BRUSSELS (Reuters) – The European Union’s executive on Tuesday agreed new measures to better police democracy across the bloc, tightening scrutiny of nationalist rulers in the east who stand accused of attacking judicial independence and media freedom.
Designated European Commission President Ursula von der Leyen delivers a speech during a debate on her election at the European Parliament in Strasbourg, France, July 16, 2019. REUTERS/Vincent Kessler
The latest proposal from the European Commission to promote the rule of law, prevent violations and respond to any deficiencies was described by diplomatic sources to Reuters before its official release on Wednesday.
It shows how the bloc is trying to protect itself from the likes of Poland’s ruling Law and Justice (PiS) party and Hungarian Prime Minister Viktor Orban who have in recent years put pressure on courts and judges, journalists and media, academics and advocacy groups.

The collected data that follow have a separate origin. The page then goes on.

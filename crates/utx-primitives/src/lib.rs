//! # utx-primitives
//!
//! Primitive types for the UTX unconfirmed transaction engine.
//!
//! This crate provides the fixed-size byte types and the numeric newtypes
//! shared by the transaction model and the admission engine.

#![warn(missing_docs)]
#![warn(clippy::all)]

mod error;
mod fixed;
mod units;

pub use error::PrimitiveError;
pub use fixed::{Hash256, PublicKey, H256};
pub use units::{Amount, BlockFeeMultiplier, Height, Importance, Timestamp};
//! Validation pipeline contract
//!
//! Stateless and stateful validation plus state observation live outside this
//! crate. The updater only needs the severity of the result and a way to
//! restart the pipeline's working ledger view after a block is committed.

use std::fmt;
use utx_primitives::{Height, Timestamp};
use utx_types::TransactionInfo;

/// Raw validation result code reported by the pipeline
#[derive(Clone, Copy, Debug, PartialEq, Eq, Hash)]
pub struct ValidationCode(pub u32);

impl fmt::Display for ValidationCode {
    fn fmt(&self, f: &mut fmt::Formatter<'_>) -> fmt::Result {
        write!(f, "0x{:08X}", self.0)
    }
}

/// Result of validating and observing one transaction
#[derive(Clone, Copy, Debug, PartialEq, Eq)]
pub enum ValidationResult {
    /// Valid; its state changes were applied to the working view
    Success,
    /// Not applicable right now; not admitted and not reported
    Neutral(ValidationCode),
    /// Invalid; not admitted and reported to the failure sink
    Failure(ValidationCode),
}

impl ValidationResult {
    /// Check for success
    pub fn is_success(&self) -> bool {
        matches!(self, ValidationResult::Success)
    }
}

/// Context passed to every validation in a batch
#[derive(Clone, Copy, Debug, PartialEq, Eq)]
pub struct ExecutionContext {
    /// Height of the block the transaction would be confirmed in
    pub height: Height,
    /// Time used for deadline checks
    pub block_time: Timestamp,
}

/// Validates transactions against the working (unconfirmed) ledger view
pub trait ExecutionPipeline: Send {
    /// Validate `info` and, if it is valid, observe its effects into the working view.
    ///
    /// A transaction that fails part way must leave the working view unchanged.
    fn execute(&mut self, info: &TransactionInfo, context: &ExecutionContext) -> ValidationResult;

    /// Discard the working view and restart it from the latest confirmed state
    fn rebase(&mut self);
}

The German nominee to take over at the helm of the European Commission from November, Ursula von der Leyen, also promised to introduce an annual rule of law review for each member state.

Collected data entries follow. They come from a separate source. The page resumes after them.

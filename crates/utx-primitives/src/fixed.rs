//! 32-byte identifiers
//!
//! Hashes and public keys share one representation; only their names and
//! `Debug` labels differ.

macro_rules! fixed_bytes {
    ($(#[$meta:meta])* $name:ident, $label:literal) => {
        $(#[$meta])*
        #[derive(Clone, Copy, PartialEq, Eq, Hash, Default, PartialOrd, Ord)]
        pub struct $name([u8; 32]);

        impl $name {
            /// Size in bytes
            pub const LEN: usize = 32;

            /// All zero bytes
            pub const ZERO: $name = $name([0u8; 32]);

            /// Wrap raw bytes
            pub const fn from_bytes(bytes: [u8; 32]) -> Self {
                $name(bytes)
            }

            /// Copy from a slice of exactly 32 bytes
            pub fn from_slice(slice: &[u8]) -> Result<Self, $crate::PrimitiveError> {
                let bytes: [u8; 32] = slice.try_into().map_err(|_| $crate::PrimitiveError::InvalidLength {
                    kind: $label,
                    got: slice.len(),
                })?;
                Ok($name(bytes))
            }

            /// Parse from hex, with or without a `0x` prefix
            pub fn from_hex(s: &str) -> Result<Self, $crate::PrimitiveError> {
                let digits = s.strip_prefix("0x").unwrap_or(s);
                let bytes = hex::decode(digits).map_err(|e| $crate::PrimitiveError::InvalidHex(e.to_string()))?;
                Self::from_slice(&bytes)
            }

            /// Raw bytes
            pub fn as_bytes(&self) -> &[u8; 32] {
                &self.0
            }

            /// Check for all zero bytes
            pub fn is_zero(&self) -> bool {
                self.0.iter().all(|byte| *byte == 0)
            }

            /// `0x` prefixed hex
            pub fn to_hex(&self) -> String {
                format!("0x{}", hex::encode(self.0))
            }

            /// First four bytes, for log lines
            pub fn short_hex(&self) -> String {
                format!("0x{}..", hex::encode(&self.0[..4]))
            }
        }

        impl std::fmt::Debug for $name {
            fn fmt(&self, f: &mut std::fmt::Formatter<'_>) -> std::fmt::Result {
                write!(f, "{}({})", $label, self.to_hex())
            }
        }

        impl std::fmt::Display for $name {
            fn fmt(&self, f: &mut std::fmt::Formatter<'_>) -> std::fmt::Result {
                f.write_str(&self.to_hex())
            }
        }

        impl From<[u8; 32]> for $name {
            fn from(bytes: [u8; 32]) -> Self {
                $name(bytes)
            }
        }

        impl AsRef<[u8]> for $name {
            fn as_ref(&self) -> &[u8] {
                &self.0
            }
        }

        #[cfg(feature = "serde")]
        impl serde::Serialize for $name {
            fn serialize<S: serde::Serializer>(&self, serializer: S) -> Result<S::Ok, S::Error> {
                serializer.serialize_str(&self.to_hex())
            }
        }

        #[cfg(feature = "serde")]
        impl<'de> serde::Deserialize<'de> for $name {
            fn deserialize<D: serde::Deserializer<'de>>(deserializer: D) -> Result<Self, D::Error> {
                let s = <String as serde::Deserialize>::deserialize(deserializer)?;
                $name::from_hex(&s).map_err(serde::de::Error::custom)
            }
        }
    };
}

fixed_bytes!(
    /// 256-bit hash
    H256,
    "H256"
);

fixed_bytes!(
    /// Account public key identifying a transaction signer
    PublicKey,
    "PublicKey"
);

/// Entity and merkle component hashes
pub type Hash256 = H256;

She backed making EU aid conditional on adhering to key democratic principles in the bloc’s next joint budget from 2021.
The Commission’s proposal would introduce a regular review akin to the one that Brussels already runs for all EU member states’ budgets, their fiscal deficits and national debt.
It would also envisage the Commission hosting an annual rule of law conference with academics and rights groups among other ideas to put the theme more prominently on the EU’s agenda.
It would add to the bloc’s current toolbox of court cases for violating EU rules and the special punitive procedure, the so-called Article 7, which could theoretically lead to suspending a national government’s vote in the EU for infringing democratic principles.
But any such punishment requires unanimity from all the other EU states, and Budapest has vowed to block its use against Warsaw.
EU ministers in Brussels on Thursday are due to discuss again their concerns over the PiS rowing back on democratic standards in the bloc’s largest ex-communist member.
While pressure from the EU has forced the PiS – in power since late 2015 – to drop some of its broad changes to the judiciary, the party has achieved a sweeping overhaul of Polish courts that rights groups say undermines democratic checks and balances.
Orban’s Fidesz party has been suspended from the EU’s biggest political umbrella group, the centre-right European People’s Party, because of criticism of his democratic record.